Activity: Where the records hold the string "crate", show the whole line it sits on.

Supplied data:
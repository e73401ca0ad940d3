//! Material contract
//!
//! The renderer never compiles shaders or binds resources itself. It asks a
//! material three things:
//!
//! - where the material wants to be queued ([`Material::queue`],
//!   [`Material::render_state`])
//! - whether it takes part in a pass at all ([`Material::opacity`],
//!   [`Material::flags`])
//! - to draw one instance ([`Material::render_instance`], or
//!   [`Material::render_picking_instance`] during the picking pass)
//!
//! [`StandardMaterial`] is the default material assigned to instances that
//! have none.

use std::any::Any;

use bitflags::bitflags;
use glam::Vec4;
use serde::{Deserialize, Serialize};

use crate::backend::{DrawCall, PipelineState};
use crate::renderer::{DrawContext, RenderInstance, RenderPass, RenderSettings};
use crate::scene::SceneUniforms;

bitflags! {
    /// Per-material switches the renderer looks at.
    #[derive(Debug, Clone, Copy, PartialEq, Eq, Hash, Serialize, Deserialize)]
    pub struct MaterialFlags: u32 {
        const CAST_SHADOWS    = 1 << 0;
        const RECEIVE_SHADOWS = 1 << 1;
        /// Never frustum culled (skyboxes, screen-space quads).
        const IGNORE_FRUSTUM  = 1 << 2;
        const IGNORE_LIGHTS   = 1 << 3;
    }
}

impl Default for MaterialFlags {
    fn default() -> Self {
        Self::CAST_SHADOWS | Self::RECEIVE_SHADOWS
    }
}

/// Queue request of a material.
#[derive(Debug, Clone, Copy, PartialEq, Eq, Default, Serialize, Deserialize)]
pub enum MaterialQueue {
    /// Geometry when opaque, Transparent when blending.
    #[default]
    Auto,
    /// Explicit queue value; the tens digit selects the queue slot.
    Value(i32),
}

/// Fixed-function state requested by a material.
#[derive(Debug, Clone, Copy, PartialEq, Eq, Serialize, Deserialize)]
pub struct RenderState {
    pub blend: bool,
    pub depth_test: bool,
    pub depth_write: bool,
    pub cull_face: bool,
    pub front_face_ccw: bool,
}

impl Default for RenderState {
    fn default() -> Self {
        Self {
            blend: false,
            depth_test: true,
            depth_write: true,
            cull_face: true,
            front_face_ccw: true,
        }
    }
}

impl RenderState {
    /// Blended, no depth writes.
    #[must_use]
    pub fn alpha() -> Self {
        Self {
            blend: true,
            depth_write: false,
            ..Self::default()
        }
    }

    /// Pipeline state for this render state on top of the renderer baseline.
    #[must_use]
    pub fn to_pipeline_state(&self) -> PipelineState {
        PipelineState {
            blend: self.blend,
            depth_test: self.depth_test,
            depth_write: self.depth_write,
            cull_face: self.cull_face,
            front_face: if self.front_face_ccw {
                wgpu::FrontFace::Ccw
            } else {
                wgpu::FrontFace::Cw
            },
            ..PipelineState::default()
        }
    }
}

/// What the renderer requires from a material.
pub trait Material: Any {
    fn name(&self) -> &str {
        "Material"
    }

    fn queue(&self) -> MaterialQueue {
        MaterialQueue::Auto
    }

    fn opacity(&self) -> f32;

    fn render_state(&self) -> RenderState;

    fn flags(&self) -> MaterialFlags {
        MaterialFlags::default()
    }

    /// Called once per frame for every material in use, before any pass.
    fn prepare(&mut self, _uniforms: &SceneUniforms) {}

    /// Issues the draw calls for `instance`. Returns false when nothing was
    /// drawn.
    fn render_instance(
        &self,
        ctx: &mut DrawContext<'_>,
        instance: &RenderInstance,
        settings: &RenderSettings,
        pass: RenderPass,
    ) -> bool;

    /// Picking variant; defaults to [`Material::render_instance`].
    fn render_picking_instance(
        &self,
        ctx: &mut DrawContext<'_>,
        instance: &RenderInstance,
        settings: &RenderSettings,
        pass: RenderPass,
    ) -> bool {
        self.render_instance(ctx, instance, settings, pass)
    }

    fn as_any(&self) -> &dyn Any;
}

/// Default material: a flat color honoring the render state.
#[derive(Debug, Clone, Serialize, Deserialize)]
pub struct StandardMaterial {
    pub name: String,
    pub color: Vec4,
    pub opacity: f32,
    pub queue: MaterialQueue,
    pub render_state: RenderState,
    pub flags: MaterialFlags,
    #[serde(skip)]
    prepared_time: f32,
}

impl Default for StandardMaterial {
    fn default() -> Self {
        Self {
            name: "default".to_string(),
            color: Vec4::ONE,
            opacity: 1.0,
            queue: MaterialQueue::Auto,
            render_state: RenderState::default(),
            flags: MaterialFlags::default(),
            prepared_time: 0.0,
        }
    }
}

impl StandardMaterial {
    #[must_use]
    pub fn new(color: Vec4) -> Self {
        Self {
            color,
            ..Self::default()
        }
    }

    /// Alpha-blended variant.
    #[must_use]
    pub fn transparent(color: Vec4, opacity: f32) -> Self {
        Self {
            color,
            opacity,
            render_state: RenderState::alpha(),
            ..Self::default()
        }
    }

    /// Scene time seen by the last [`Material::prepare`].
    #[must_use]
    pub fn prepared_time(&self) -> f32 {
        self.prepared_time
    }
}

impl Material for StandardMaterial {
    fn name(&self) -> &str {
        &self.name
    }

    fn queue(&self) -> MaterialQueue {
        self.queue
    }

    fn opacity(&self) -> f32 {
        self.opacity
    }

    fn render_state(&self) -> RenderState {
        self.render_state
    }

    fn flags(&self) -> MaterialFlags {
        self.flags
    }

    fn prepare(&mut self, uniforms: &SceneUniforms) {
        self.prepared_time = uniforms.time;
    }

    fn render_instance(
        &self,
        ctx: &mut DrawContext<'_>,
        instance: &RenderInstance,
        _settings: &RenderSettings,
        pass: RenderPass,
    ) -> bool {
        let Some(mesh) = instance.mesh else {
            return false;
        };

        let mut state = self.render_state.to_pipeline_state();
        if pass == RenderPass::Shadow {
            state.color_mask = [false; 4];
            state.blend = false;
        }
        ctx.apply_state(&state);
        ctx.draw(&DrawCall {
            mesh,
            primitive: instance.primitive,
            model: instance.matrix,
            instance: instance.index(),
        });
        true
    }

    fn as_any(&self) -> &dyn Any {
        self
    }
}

Response area:
use crate::backend::{DrawCall, PipelineState};
use crate::renderer::{DrawContext, RenderInstance, RenderPass, RenderSettings};
use crate::scene::SceneUniforms;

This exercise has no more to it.